Montag, 8. Juni 2015

DYN im Gespräch

Im Blickwinkel eines Friedrichshainer Industrieareals findet sich Aufgang B. Eine Eisentür führt vom Hinterhof trepp- abwärts in das Kellerlabyrinth, wo sich vorwiegend Punk- & Metalbands die Klinke in die Hand geben. Das von anarchis- tischem Kugelschreiber mit langweilig! bekritzelte Konzertposter zu Ryan Sambol (ex-The Strange Boys) lässt DYN wie die musikalischen Ausreißer dieses Komplexes wirken, in dessen Gemäuer sich einst der Proberaum von Rammstein befunden haben soll.

Mittlerweile kennt ihr euch 14 Jahre, die Band gibt es seit über fünf Jahren. Könnt ihr euch überhaupt noch leiden?

Carl_Ja, schon. Mehr muss man dazu auch eigentlich nicht viel sagen.

Tilman_Das ist wie bei einem alten Pärchen: Man weiß Sachen, die man vielleicht lieber nicht anspricht – manchmal aber trotzdem anspricht – man weiß aber auch, dass man sich bei manchen Sachen einfach blind versteht. Vieles Musikalische beruht auf blindem Verständnis, darüber muss nicht mehr großartig gesprochen werden. Aus der Phase sind wir raus. Das funktioniert zu zweit halt auch ganz gut. Jeder macht so ein bisschen sein Ding, das dann aufeinander prallt und schlussendlich zu DYN verschmilzt. 

Diese Fusion benötigt relativ kurze Zeit. „Death Of Love“ zum Beispiel war fertig nach zwei Proben, die Post Tempus EP nach drei Tagen. Die Chemie scheint also zu stimmen, bloß: Was definiert sie?

T_Gegenseitige musikalische Erziehung. Seit wir mit 14 die Beatles entdeckt haben, hören wir die gleiche Musik. Es ist natürlich nicht so, dass wir die Musik, die wir hören, eins zu eins zu DYN umsetzen, aber das beeinflusst auf jeden Fall.

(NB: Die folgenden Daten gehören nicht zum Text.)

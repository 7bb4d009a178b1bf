// AutoGrep - engine/orchestrator.rs
//
// Run lifecycle: extract the archive, build the correlation index in a
// single-threaded prescan, fan the scannable files across a worker
// pool, pump events through a bounded MPSC queue into the caller's
// sink, and fold the match stream into the final report.
//
// Concurrency contract: the pattern bank, false-positive filter, and
// frozen correlation index are immutable shared state; each worker owns
// its scanner; one consumer (this thread) owns the aggregator and the
// sink. Workers block when the event queue is full.

use crate::core::aggregate::Aggregator;
use crate::core::correlation::CorrelationIndexer;
use crate::core::filter::FalsePositiveFilter;
use crate::core::model::{Options, Report, ScanEvent, Summary};
use crate::core::patterns::PatternBank;
use crate::core::scanner::{prescan_correlation, FileScanner};
use crate::engine::extract;
use crate::util::constants;
use crate::util::error::{EngineError, Result};
use crossbeam_channel::bounded;
use std::path::{Path, PathBuf};
use std::time::{Duration, Instant};

/// Analyze an archive and return the final report. Blocks until the
/// run finishes.
pub fn analyze(archive: &Path, options: &Options) -> Result<Report> {
    analyze_streaming(archive, options, |_| {})
}

/// Analyze an archive, forwarding every event to `sink` as it is
/// produced. The stream always ends with exactly one `done` event on
/// success; on a fatal error one `error` event is emitted and the
/// error is returned.
pub fn analyze_streaming<F>(archive: &Path, options: &Options, mut sink: F) -> Result<Report>
where
    F: FnMut(&ScanEvent),
{
    let started = Instant::now();

    match run(archive, options, &mut sink, started) {
        Ok(report) => Ok(report),
        Err(e) => {
            sink(&ScanEvent::Error {
                reason: e.to_string(),
            });
            Err(e)
        }
    }
}

fn run<F>(
    archive: &Path,
    options: &Options,
    sink: &mut F,
    started: Instant,
) -> Result<Report>
where
    F: FnMut(&ScanEvent),
{
    let bank = PatternBank::build()?;
    let filter = FalsePositiveFilter::new();

    // Extraction root lives for the whole run and is removed on drop.
    let temp = tempfile::tempdir().map_err(|source| EngineError::Io {
        path: std::env::temp_dir(),
        operation: "create extraction directory",
        source,
    })?;

    tracing::info!(archive = %archive.display(), "Extracting archive");
    let extracted = extract::extract_archive(archive, temp.path())?;
    for reason in &extracted.warnings {
        sink(&ScanEvent::Warning {
            file: archive.display().to_string(),
            reason: reason.clone(),
        });
    }

    let scannable: Vec<(PathBuf, String, u64)> = extracted
        .files
        .iter()
        .filter(|f| filter.classify(Path::new(&f.rel)).is_scannable())
        .map(|f| (f.abs.clone(), f.rel.clone(), f.size))
        .collect();

    tracing::info!(
        files = extracted.files.len(),
        scannable = scannable.len(),
        "Classification complete"
    );

    // Phase 1: single-threaded correlation prescan, then freeze. The
    // mmap-sized giants are skipped; the index is a hint, not a truth.
    let mut indexer = CorrelationIndexer::new();
    for (abs, rel, size) in &scannable {
        if *size <= options.mmap_threshold_bytes {
            prescan_correlation(abs, rel, &mut indexer);
        }
    }
    let index = indexer.freeze();
    tracing::debug!(ids = index.distinct_ids(), "Correlation index frozen");

    // Phase 2: parallel scan.
    let workers = options
        .workers
        .unwrap_or_else(default_workers)
        .clamp(1, constants::MAX_WORKERS);
    let (work_tx, work_rx) = bounded::<(PathBuf, String)>(workers);
    let (event_tx, event_rx) = bounded::<ScanEvent>(constants::EVENT_QUEUE_CAPACITY);

    let cancel = options.cancel.clone();
    let mut aggregator = Aggregator::new();
    let mut limit_reached = false;

    let lines_processed: u64 = std::thread::scope(|s| {
        // Feeder: pushes work until done or cancelled, then closes the
        // queue by dropping the sender.
        let feeder_cancel = cancel.clone();
        let feed_items: Vec<(PathBuf, String)> = scannable
            .iter()
            .map(|(abs, rel, _)| (abs.clone(), rel.clone()))
            .collect();
        s.spawn(move || {
            for item in feed_items {
                if feeder_cancel.is_cancelled() {
                    break;
                }
                if work_tx.send(item).is_err() {
                    break;
                }
            }
        });

        // Workers: each owns one scanner, pulls files, pushes events.
        let mut handles = Vec::with_capacity(workers);
        for _ in 0..workers {
            let work_rx = work_rx.clone();
            let event_tx = event_tx.clone();
            let bank = &bank;
            let filter = &filter;
            let index = &index;
            handles.push(s.spawn(move || {
                let scanner = FileScanner::new(bank, filter, index, options);
                let mut lines = 0u64;
                while let Ok((abs, rel)) = work_rx.recv() {
                    let outcome = scanner.scan_file(&abs, &rel, &event_tx);
                    lines += outcome.lines_processed;
                }
                lines
            }));
        }
        drop(work_rx);
        drop(event_tx);

        // Consumer: the single owner of the aggregator and the sink.
        let drain_timeout = Duration::from_secs(constants::CANCEL_DRAIN_TIMEOUT_SECS);
        let mut drain_deadline: Option<Instant> = None;
        loop {
            let event = if cancel.is_cancelled() {
                let deadline = *drain_deadline.get_or_insert_with(|| Instant::now() + drain_timeout);
                match event_rx.recv_deadline(deadline) {
                    Ok(ev) => ev,
                    Err(_) => break,
                }
            } else {
                match event_rx.recv() {
                    Ok(ev) => ev,
                    Err(_) => break,
                }
            };

            sink(&event);
            if let ScanEvent::Match { data } = event {
                aggregator.add(*data);
                if let Some(max) = options.max_matches {
                    if aggregator.matches_seen() >= max && !cancel.is_cancelled() {
                        tracing::info!(max, "Match limit reached; cancelling remaining work");
                        limit_reached = true;
                        cancel.cancel();
                    }
                }
            }
        }

        handles.into_iter().map(|h| h.join().unwrap_or(0)).sum()
    });

    // A cancel that was not the match limit is fatal: no partial report.
    if cancel.is_cancelled() && !limit_reached {
        return Err(EngineError::Cancelled);
    }

    let summary = Summary {
        files_processed: extracted.files.len() as u64,
        lines_processed,
        errors_found: aggregator.matches_seen(),
        duration_ms: started.elapsed().as_millis() as u64,
    };
    sink(&ScanEvent::Done {
        summary: summary.clone(),
    });

    tracing::info!(
        files = summary.files_processed,
        lines = summary.lines_processed,
        errors = summary.errors_found,
        duration_ms = summary.duration_ms,
        "Analysis complete"
    );

    Ok(aggregator.finalize(summary))
}

fn default_workers() -> usize {
    std::thread::available_parallelism()
        .map(|n| n.get())
        .unwrap_or(4)
        .min(constants::MAX_WORKERS)
}

// =============================================================================
// Tests
// =============================================================================

#[cfg(test)]
mod tests {
    use super::*;
    use std::fs;
    use std::io::Write;

    /// Build a .tar.gz archive from (path, content) pairs.
    fn make_archive(dir: &Path, entries: &[(&str, &str)]) -> PathBuf {
        let mut builder = tar::Builder::new(Vec::new());
        for (path, content) in entries {
            let mut header = tar::Header::new_gnu();
            header.set_size(content.len() as u64);
            header.set_mode(0o644);
            header.set_cksum();
            builder
                .append_data(&mut header, path, content.as_bytes())
                .unwrap();
        }
        let tar_bytes = builder.into_inner().unwrap();

        let archive = dir.join("sos.tar.gz");
        let file = fs::File::create(&archive).unwrap();
        let mut gz = flate2::write::GzEncoder::new(file, flate2::Compression::default());
        gz.write_all(&tar_bytes).unwrap();
        gz.finish().unwrap();
        archive
    }

    #[test]
    fn test_empty_archive_single_done_event() {
        let dir = tempfile::tempdir().unwrap();
        let archive = make_archive(dir.path(), &[]);

        let mut events = Vec::new();
        let report = analyze_streaming(&archive, &Options::default(), |ev| {
            events.push(serde_json::to_string(ev).unwrap());
        })
        .unwrap();

        assert_eq!(report.summary.errors_found, 0);
        assert_eq!(report.groups.len(), 0);
        let done_count = events.iter().filter(|e| e.contains("\"done\"")).count();
        assert_eq!(done_count, 1, "exactly one done event: {events:?}");
    }

    #[test]
    fn test_single_match_run() {
        let dir = tempfile::tempdir().unwrap();
        let archive = make_archive(
            dir.path(),
            &[(
                "gitaly/current",
                "2024-01-01T00:00:00Z ERROR dialing failed: rpc error: \
                 code = Unavailable desc = connection refused\n",
            )],
        );

        let report = analyze(&archive, &Options::default()).unwrap();
        assert_eq!(report.summary.errors_found, 1);
        assert_eq!(report.summary.files_processed, 1);
        assert_eq!(report.groups.len(), 1);
        assert_eq!(report.groups[0].pattern_id, "grpc_unavail");
        assert_eq!(report.top_errors.len(), 1);
    }

    #[test]
    fn test_schema_only_archive_finds_nothing() {
        let dir = tempfile::tempdir().unwrap();
        let archive = make_archive(
            dir.path(),
            &[(
                "db/schema.rb",
                "t.integer :timeout, default: 60, null: false\n",
            )],
        );

        let report = analyze(&archive, &Options::default()).unwrap();
        assert!(report.summary.files_processed > 0);
        assert_eq!(report.summary.errors_found, 0);
    }

    #[test]
    fn test_max_matches_stops_run() {
        let line = "2024-01-01T00:00:00Z ERROR dialing failed: connection refused\n";
        let content = line.repeat(50);
        // One entry per line; the boundary walk does not merge them
        // because each line is a fresh timestamped ERROR start.
        let dir = tempfile::tempdir().unwrap();
        let archive = make_archive(dir.path(), &[("gitaly/current", &content)]);

        let options = Options {
            max_matches: Some(3),
            workers: Some(1),
            ..Options::default()
        };
        let report = analyze(&archive, &options).unwrap();
        assert!(
            report.summary.errors_found >= 3,
            "at least the limit is reported"
        );
    }

    #[test]
    fn test_unsupported_archive_errors_with_error_event() {
        let dir = tempfile::tempdir().unwrap();
        let bogus = dir.path().join("sos.rar");
        fs::write(&bogus, "junk").unwrap();

        let mut saw_error_event = false;
        let result = analyze_streaming(&bogus, &Options::default(), |ev| {
            if matches!(ev, ScanEvent::Error { .. }) {
                saw_error_event = true;
            }
        });
        assert!(matches!(result, Err(EngineError::Archive(_))));
        assert!(saw_error_event, "fatal error must be surfaced on the stream");
    }

    #[test]
    fn test_repeat_runs_identical_groups() {
        let dir = tempfile::tempdir().unwrap();
        let archive = make_archive(
            dir.path(),
            &[
                (
                    "gitaly/current",
                    "2024-01-01T00:00:00Z ERROR dialing failed: connection refused\n",
                ),
                (
                    "postgresql/current",
                    "PG::ConnectionBad: could not connect to server\n\
                     FATAL:  password authentication failed for user \"gitlab\"\n",
                ),
            ],
        );

        let a = analyze(&archive, &Options::default()).unwrap();
        let b = analyze(&archive, &Options::default()).unwrap();

        let sig_a: Vec<(&str, u64)> = a
            .groups
            .iter()
            .map(|g| (g.signature.as_str(), g.count))
            .collect();
        let sig_b: Vec<(&str, u64)> = b
            .groups
            .iter()
            .map(|g| (g.signature.as_str(), g.count))
            .collect();
        assert_eq!(sig_a, sig_b, "grouping must be run-order independent");
    }

    #[test]
    fn test_cancel_before_start_is_fatal() {
        let dir = tempfile::tempdir().unwrap();
        let archive = make_archive(
            dir.path(),
            &[("gitaly/current", "quiet line\n")],
        );

        let options = Options::default();
        options.cancel.cancel();
        let result = analyze(&archive, &options);
        assert!(matches!(result, Err(EngineError::Cancelled)));
    }
}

C_Alle Bands, die man gut findet oder viele, die man nicht mehr gut findet, haben wir eigentlich zusammen entdeckt oder uns gegenseitig gezeigt und einfach viel zusammen Musik gehört. Das entwickelt natürlich ein inniges Gespür für die Musik, worauf man bei einem Song besonders Augenmerk legt. Das ist ziemlich ähnlich bei uns ausgeprägt und fügt sich ganz gut dem Prozess an, einen Song selber zu schreiben.

Worauf legt ihr denn besonders Augenmerk? Man sagt, es sei genauso schwierig, ein Buch zu lesen wie zu schreiben. Lasst uns das mal auf Musik übertragen.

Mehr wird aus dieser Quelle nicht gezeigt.